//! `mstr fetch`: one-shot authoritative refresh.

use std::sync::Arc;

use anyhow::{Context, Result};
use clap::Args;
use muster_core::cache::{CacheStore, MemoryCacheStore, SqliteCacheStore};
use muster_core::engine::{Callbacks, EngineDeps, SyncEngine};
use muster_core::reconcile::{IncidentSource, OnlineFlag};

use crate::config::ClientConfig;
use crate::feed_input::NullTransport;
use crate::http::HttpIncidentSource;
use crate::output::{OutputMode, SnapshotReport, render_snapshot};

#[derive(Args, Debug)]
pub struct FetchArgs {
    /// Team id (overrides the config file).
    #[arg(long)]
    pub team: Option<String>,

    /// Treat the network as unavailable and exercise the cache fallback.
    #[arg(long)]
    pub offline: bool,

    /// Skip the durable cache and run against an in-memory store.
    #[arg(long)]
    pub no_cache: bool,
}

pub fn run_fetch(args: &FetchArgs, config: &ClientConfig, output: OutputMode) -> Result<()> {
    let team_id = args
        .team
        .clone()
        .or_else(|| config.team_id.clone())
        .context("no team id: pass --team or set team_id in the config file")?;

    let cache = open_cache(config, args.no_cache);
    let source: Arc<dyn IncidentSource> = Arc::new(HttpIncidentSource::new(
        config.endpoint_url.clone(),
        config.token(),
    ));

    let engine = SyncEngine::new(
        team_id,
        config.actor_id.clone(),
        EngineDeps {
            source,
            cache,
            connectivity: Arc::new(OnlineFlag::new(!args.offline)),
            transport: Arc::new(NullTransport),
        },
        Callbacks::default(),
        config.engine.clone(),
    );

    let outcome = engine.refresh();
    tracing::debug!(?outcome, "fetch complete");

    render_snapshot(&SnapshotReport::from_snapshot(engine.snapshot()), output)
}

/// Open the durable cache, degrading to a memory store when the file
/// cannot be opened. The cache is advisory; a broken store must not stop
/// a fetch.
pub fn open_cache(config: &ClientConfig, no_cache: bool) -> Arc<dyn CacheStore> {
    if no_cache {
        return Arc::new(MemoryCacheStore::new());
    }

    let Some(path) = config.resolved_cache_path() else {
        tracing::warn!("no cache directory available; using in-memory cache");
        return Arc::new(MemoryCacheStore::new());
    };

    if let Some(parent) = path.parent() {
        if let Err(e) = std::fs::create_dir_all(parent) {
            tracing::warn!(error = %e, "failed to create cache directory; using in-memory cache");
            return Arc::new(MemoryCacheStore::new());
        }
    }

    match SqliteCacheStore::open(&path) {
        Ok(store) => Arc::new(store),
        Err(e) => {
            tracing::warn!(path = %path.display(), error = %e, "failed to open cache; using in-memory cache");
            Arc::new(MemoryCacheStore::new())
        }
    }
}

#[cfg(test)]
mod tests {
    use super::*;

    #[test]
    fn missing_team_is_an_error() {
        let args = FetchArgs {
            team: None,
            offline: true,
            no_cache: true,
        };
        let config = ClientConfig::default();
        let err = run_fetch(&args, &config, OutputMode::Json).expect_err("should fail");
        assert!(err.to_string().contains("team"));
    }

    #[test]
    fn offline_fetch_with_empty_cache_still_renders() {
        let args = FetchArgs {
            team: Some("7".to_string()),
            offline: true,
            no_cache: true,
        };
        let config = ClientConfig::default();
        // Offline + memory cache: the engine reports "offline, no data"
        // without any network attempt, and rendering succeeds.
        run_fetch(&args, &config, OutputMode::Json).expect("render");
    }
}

---

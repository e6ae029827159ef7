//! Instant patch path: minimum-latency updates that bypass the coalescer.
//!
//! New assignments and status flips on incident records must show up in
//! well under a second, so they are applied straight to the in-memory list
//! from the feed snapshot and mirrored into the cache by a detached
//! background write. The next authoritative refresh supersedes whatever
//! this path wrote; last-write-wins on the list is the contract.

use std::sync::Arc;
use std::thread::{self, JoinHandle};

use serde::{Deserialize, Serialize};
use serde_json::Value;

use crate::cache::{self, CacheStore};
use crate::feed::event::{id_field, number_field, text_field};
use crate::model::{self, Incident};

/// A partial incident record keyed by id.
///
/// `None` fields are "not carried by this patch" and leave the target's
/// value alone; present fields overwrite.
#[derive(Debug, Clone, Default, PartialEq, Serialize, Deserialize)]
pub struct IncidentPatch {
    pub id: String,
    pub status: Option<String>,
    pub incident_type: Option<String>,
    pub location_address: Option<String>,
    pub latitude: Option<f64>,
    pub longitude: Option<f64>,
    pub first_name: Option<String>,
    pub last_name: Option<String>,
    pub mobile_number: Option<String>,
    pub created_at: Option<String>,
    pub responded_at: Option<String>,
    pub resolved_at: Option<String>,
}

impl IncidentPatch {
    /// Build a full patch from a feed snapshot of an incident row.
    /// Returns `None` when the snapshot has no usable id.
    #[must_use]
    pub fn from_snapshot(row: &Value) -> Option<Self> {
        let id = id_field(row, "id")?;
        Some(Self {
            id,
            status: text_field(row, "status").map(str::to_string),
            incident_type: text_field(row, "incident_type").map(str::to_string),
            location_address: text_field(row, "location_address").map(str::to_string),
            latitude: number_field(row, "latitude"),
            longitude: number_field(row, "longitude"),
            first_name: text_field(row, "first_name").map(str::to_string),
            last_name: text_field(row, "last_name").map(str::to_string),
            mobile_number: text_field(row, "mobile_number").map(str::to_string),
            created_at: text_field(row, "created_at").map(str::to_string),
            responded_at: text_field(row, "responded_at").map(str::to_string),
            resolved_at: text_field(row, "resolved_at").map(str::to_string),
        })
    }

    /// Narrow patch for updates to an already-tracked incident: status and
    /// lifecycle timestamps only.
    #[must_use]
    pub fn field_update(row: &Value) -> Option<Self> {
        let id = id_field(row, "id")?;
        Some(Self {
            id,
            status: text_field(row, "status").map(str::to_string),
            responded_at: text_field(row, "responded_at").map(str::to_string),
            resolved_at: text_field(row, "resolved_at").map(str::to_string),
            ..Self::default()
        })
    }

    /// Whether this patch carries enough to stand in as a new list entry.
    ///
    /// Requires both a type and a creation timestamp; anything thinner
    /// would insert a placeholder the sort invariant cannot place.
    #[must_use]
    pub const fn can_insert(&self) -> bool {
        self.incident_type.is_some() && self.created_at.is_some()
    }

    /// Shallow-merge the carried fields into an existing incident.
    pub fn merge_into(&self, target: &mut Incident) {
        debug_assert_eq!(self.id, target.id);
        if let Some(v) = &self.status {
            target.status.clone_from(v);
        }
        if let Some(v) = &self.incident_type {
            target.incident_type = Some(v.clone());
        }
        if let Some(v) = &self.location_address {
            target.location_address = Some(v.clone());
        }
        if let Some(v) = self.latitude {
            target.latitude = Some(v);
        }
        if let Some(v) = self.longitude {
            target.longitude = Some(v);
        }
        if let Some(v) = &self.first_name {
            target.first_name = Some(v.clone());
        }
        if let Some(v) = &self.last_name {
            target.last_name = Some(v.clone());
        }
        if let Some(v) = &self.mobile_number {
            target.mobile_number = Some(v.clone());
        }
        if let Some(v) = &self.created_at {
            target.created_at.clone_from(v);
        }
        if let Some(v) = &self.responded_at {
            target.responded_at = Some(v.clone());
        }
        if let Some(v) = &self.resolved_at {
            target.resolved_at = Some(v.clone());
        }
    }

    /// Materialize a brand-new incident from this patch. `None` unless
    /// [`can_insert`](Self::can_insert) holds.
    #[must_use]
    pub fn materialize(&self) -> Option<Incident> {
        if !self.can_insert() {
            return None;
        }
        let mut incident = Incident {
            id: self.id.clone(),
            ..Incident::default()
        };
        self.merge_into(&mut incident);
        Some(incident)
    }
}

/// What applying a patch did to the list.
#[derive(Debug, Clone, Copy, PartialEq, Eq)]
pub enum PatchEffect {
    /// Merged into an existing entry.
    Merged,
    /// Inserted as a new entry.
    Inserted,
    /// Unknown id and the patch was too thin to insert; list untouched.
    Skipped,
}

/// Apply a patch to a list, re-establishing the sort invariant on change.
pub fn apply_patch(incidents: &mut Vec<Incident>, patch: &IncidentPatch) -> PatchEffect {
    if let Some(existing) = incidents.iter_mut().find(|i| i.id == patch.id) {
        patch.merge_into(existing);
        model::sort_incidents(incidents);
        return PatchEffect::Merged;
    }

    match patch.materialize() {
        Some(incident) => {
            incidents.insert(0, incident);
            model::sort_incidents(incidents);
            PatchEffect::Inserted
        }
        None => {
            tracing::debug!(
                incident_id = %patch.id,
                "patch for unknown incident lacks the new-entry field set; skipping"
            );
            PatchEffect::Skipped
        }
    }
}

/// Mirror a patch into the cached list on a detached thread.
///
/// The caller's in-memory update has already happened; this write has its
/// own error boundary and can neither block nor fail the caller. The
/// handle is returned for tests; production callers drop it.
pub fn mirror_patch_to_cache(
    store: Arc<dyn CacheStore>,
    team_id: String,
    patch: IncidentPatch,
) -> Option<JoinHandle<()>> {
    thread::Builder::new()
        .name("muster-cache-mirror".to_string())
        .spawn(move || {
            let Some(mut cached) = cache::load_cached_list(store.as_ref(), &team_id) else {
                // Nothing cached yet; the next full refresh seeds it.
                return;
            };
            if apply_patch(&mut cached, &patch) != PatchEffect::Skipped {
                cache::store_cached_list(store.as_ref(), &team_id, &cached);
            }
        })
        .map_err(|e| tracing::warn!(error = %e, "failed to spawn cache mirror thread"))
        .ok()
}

» WHAT THE EXERCISE ASKS: Only lines holding the word "directory" belong in the answer; copy each one from the material.

» ANSWER TO THE PROBLEM:
        tracing::warn!("no cache directory available; using in-memory cache");
            tracing::warn!(error = %e, "failed to create cache directory; using in-memory cache");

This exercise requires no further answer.